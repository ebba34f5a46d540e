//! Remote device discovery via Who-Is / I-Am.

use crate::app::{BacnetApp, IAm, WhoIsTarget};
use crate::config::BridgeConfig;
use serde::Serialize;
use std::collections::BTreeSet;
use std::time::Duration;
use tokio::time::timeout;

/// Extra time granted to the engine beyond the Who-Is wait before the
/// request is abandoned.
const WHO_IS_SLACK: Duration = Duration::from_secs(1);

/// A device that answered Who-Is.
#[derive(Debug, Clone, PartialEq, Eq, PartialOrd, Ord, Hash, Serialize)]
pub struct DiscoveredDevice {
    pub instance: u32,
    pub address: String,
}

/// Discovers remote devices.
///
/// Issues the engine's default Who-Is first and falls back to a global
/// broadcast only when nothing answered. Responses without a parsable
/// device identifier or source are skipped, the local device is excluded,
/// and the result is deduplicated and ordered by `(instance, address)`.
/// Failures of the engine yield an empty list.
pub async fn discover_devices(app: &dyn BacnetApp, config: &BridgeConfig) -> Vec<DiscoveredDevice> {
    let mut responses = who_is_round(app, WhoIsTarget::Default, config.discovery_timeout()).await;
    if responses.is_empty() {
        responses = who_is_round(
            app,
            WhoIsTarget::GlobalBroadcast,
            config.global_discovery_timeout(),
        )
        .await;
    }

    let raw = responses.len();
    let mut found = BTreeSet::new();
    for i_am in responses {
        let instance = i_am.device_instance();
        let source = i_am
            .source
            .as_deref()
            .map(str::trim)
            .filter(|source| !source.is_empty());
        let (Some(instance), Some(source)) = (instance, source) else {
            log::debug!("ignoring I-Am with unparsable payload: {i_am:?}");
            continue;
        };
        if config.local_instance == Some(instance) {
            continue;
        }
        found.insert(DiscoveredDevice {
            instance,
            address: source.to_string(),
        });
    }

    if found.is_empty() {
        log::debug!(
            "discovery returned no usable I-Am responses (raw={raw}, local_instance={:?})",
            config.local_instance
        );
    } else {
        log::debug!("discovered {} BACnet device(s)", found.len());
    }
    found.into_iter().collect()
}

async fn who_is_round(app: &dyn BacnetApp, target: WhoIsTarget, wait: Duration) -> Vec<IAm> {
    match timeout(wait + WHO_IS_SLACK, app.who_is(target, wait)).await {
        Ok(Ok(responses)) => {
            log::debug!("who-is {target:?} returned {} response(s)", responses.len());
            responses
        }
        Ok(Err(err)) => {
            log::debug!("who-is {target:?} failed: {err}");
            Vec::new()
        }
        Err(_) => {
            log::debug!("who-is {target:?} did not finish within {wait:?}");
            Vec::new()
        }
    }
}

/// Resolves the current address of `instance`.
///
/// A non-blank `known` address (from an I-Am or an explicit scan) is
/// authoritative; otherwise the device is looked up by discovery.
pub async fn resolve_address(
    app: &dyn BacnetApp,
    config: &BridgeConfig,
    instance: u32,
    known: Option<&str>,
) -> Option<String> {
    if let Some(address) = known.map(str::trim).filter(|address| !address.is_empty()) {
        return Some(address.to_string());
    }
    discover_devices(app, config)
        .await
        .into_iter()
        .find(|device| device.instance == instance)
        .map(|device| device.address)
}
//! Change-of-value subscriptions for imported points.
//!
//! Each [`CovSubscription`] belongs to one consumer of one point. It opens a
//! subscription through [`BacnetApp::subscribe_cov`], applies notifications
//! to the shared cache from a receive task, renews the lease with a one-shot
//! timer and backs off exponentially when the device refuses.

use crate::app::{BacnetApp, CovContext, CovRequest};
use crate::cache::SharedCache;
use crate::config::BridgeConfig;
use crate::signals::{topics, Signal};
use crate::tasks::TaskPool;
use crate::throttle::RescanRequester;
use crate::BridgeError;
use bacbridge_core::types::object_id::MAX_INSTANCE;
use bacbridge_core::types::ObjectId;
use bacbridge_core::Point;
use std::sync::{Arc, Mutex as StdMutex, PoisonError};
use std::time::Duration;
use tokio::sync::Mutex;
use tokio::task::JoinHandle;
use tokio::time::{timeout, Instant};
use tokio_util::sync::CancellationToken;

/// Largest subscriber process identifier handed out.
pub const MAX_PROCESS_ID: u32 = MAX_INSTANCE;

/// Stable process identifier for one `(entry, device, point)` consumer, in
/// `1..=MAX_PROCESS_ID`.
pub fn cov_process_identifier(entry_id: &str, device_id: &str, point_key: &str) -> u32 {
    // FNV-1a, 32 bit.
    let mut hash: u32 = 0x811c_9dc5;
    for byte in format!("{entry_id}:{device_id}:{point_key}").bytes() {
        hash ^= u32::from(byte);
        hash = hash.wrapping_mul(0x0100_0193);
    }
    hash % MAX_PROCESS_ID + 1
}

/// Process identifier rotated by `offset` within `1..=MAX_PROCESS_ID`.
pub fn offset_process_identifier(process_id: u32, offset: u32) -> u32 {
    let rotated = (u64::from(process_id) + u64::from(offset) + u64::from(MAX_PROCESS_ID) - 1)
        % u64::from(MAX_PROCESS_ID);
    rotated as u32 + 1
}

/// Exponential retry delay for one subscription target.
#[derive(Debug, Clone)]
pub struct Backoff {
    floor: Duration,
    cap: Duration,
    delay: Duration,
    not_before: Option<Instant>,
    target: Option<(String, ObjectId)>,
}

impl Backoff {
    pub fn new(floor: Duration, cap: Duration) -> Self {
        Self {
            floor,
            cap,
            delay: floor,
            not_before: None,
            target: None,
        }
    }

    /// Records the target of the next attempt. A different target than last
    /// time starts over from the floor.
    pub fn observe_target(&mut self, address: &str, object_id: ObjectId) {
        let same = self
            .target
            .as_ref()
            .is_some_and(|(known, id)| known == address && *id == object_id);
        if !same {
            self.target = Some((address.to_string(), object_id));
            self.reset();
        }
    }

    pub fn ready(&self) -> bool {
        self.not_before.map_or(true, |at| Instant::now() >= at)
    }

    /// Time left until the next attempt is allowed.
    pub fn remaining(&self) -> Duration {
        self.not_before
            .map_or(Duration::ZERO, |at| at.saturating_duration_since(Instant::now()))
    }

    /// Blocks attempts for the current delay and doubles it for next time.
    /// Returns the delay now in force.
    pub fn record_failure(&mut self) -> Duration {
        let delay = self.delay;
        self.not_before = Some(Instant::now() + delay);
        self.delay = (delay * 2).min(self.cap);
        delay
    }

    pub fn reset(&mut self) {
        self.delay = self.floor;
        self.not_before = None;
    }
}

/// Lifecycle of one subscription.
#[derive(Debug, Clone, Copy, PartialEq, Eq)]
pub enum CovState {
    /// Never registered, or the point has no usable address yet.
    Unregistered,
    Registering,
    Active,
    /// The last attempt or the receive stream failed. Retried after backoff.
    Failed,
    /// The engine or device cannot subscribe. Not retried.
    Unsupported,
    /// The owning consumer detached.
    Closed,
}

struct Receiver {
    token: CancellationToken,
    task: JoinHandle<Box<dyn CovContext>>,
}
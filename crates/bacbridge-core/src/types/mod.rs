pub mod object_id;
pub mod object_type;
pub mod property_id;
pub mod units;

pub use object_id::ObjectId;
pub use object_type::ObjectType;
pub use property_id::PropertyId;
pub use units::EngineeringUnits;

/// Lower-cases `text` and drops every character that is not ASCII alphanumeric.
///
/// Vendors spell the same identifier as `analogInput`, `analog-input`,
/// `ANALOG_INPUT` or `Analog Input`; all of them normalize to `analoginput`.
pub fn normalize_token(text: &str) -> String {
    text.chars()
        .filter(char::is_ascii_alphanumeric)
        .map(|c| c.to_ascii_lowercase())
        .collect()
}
--------
▸ Work instructions: All of the material above should be repeated word for word.

▸ Your response:
repository ebba34f5a46d540e
//! Remote device discovery via Who-Is / I-Am.

use crate::app::{BacnetApp, IAm, WhoIsTarget};
use crate::config::BridgeConfig;
use serde::Serialize;
use std::collections::BTreeSet;
use std::time::Duration;
use tokio::time::timeout;

/// Extra time granted to the engine beyond the Who-Is wait before the
/// request is abandoned.
const WHO_IS_SLACK: Duration = Duration::from_secs(1);

/// A device that answered Who-Is.
#[derive(Debug, Clone, PartialEq, Eq, PartialOrd, Ord, Hash, Serialize)]
pub struct DiscoveredDevice {
    pub instance: u32,
    pub address: String,
}

/// Discovers remote devices.
///
/// Issues the engine's default Who-Is first and falls back to a global
/// broadcast only when nothing answered. Responses without a parsable
/// device identifier or source are skipped, the local device is excluded,
/// and the result is deduplicated and ordered by `(instance, address)`.
/// Failures of the engine yield an empty list.
pub async fn discover_devices(app: &dyn BacnetApp, config: &BridgeConfig) -> Vec<DiscoveredDevice> {
    let mut responses = who_is_round(app, WhoIsTarget::Default, config.discovery_timeout()).await;
    if responses.is_empty() {
        responses = who_is_round(
            app,
            WhoIsTarget::GlobalBroadcast,
            config.global_discovery_timeout(),
        )
        .await;
    }

    let raw = responses.len();
    let mut found = BTreeSet::new();
    for i_am in responses {
        let instance = i_am.device_instance();
        let source = i_am
            .source
            .as_deref()
            .map(str::trim)
            .filter(|source| !source.is_empty());
        let (Some(instance), Some(source)) = (instance, source) else {
            log::debug!("ignoring I-Am with unparsable payload: {i_am:?}");
            continue;
        };
        if config.local_instance == Some(instance) {
            continue;
        }
        found.insert(DiscoveredDevice {
            instance,
            address: source.to_string(),
        });
    }

    if found.is_empty() {
        log::debug!(
            "discovery returned no usable I-Am responses (raw={raw}, local_instance={:?})",
            config.local_instance
        );
    } else {
        log::debug!("discovered {} BACnet device(s)", found.len());
    }
    found.into_iter().collect()
}

async fn who_is_round(app: &dyn BacnetApp, target: WhoIsTarget, wait: Duration) -> Vec<IAm> {
    match timeout(wait + WHO_IS_SLACK, app.who_is(target, wait)).await {
        Ok(Ok(responses)) => {
            log::debug!("who-is {target:?} returned {} response(s)", responses.len());
            responses
        }
        Ok(Err(err)) => {
            log::debug!("who-is {target:?} failed: {err}");
            Vec::new()
        }
        Err(_) => {
            log::debug!("who-is {target:?} did not finish within {wait:?}");
            Vec::new()
        }
    }
}

/// Resolves the current address of `instance`.
///
/// A non-blank `known` address (from an I-Am or an explicit scan) is
/// authoritative; otherwise the device is looked up by discovery.
pub async fn resolve_address(
    app: &dyn BacnetApp,
    config: &BridgeConfig,
    instance: u32,
    known: Option<&str>,
) -> Option<String> {
    if let Some(address) = known.map(str::trim).filter(|address| !address.is_empty()) {
        return Some(address.to_string());
    }
    discover_devices(app, config)
        .await
        .into_iter()
        .find(|device| device.instance == instance)
        .map(|device| device.address)
}
//! Change-of-value subscriptions for imported points.
//!
//! Each [`CovSubscription`] belongs to one consumer of one point. It opens a
//! subscription through [`BacnetApp::subscribe_cov`], applies notifications
//! to the shared cache from a receive task, renews the lease with a one-shot
//! timer and backs off exponentially when the device refuses.

use crate::app::{BacnetApp, CovContext, CovRequest};
use crate::cache::SharedCache;
use crate::config::BridgeConfig;
use crate::signals::{topics, Signal};
use crate::tasks::TaskPool;
use crate::throttle::RescanRequester;
use crate::BridgeError;
use bacbridge_core::types::object_id::MAX_INSTANCE;
use bacbridge_core::types::ObjectId;
use bacbridge_core::Point;
use std::sync::{Arc, Mutex as StdMutex, PoisonError};
use std::time::Duration;
use tokio::sync::Mutex;
use tokio::task::JoinHandle;
use tokio::time::{timeout, Instant};
use tokio_util::sync::CancellationToken;

/// Largest subscriber process identifier handed out.
pub const MAX_PROCESS_ID: u32 = MAX_INSTANCE;

/// Stable process identifier for one `(entry, device, point)` consumer, in
/// `1..=MAX_PROCESS_ID`.
pub fn cov_process_identifier(entry_id: &str, device_id: &str, point_key: &str) -> u32 {
    // FNV-1a, 32 bit.
    let mut hash: u32 = 0x811c_9dc5;
    for byte in format!("{entry_id}:{device_id}:{point_key}").bytes() {
        hash ^= u32::from(byte);
        hash = hash.wrapping_mul(0x0100_0193);
    }
    hash % MAX_PROCESS_ID + 1
}

/// Process identifier rotated by `offset` within `1..=MAX_PROCESS_ID`.
pub fn offset_process_identifier(process_id: u32, offset: u32) -> u32 {
    let rotated = (u64::from(process_id) + u64::from(offset) + u64::from(MAX_PROCESS_ID) - 1)
        % u64::from(MAX_PROCESS_ID);
    rotated as u32 + 1
}

/// Exponential retry delay for one subscription target.
#[derive(Debug, Clone)]
pub struct Backoff {
    floor: Duration,
    cap: Duration,
    delay: Duration,
    not_before: Option<Instant>,
    target: Option<(String, ObjectId)>,
}

impl Backoff {
    pub fn new(floor: Duration, cap: Duration) -> Self {
        Self {
            floor,
            cap,
            delay: floor,
            not_before: None,
            target: None,
        }
    }

    /// Records the target of the next attempt. A different target than last
    /// time starts over from the floor.
    pub fn observe_target(&mut self, address: &str, object_id: ObjectId) {
        let same = self
            .target
            .as_ref()
            .is_some_and(|(known, id)| known == address && *id == object_id);
        if !same {
            self.target = Some((address.to_string(), object_id));
            self.reset();
        }
    }

    pub fn ready(&self) -> bool {
        self.not_before.map_or(true, |at| Instant::now() >= at)
    }

    /// Time left until the next attempt is allowed.
    pub fn remaining(&self) -> Duration {
        self.not_before
            .map_or(Duration::ZERO, |at| at.saturating_duration_since(Instant::now()))
    }

    /// Blocks attempts for the current delay and doubles it for next time.
    /// Returns the delay now in force.
    pub fn record_failure(&mut self) -> Duration {
        let delay = self.delay;
        self.not_before = Some(Instant::now() + delay);
        self.delay = (delay * 2).min(self.cap);
        delay
    }

    pub fn reset(&mut self) {
        self.delay = self.floor;
        self.not_before = None;
    }
}

/// Lifecycle of one subscription.
#[derive(Debug, Clone, Copy, PartialEq, Eq)]
pub enum CovState {
    /// Never registered, or the point has no usable address yet.
    Unregistered,
    Registering,
    Active,
    /// The last attempt or the receive stream failed. Retried after backoff.
    Failed,
    /// The engine or device cannot subscribe. Not retried.
    Unsupported,
    /// The owning consumer detached.
    Closed,
}

struct Receiver {
    token: CancellationToken,
    task: JoinHandle<Box<dyn CovContext>>,
}
filename crates/bacbridge-core/src/types/mod.rs
pub mod object_id;
pub mod object_type;
pub mod property_id;
pub mod units;

pub use object_id::ObjectId;
pub use object_type::ObjectType;
pub use property_id::PropertyId;
pub use units::EngineeringUnits;

/// Lower-cases `text` and drops every character that is not ASCII alphanumeric.
///
/// Vendors spell the same identifier as `analogInput`, `analog-input`,
/// `ANALOG_INPUT` or `Analog Input`; all of them normalize to `analoginput`.
pub fn normalize_token(text: &str) -> String {
    text.chars()
        .filter(char::is_ascii_alphanumeric)
        .map(|c| c.to_ascii_lowercase())
        .collect()
}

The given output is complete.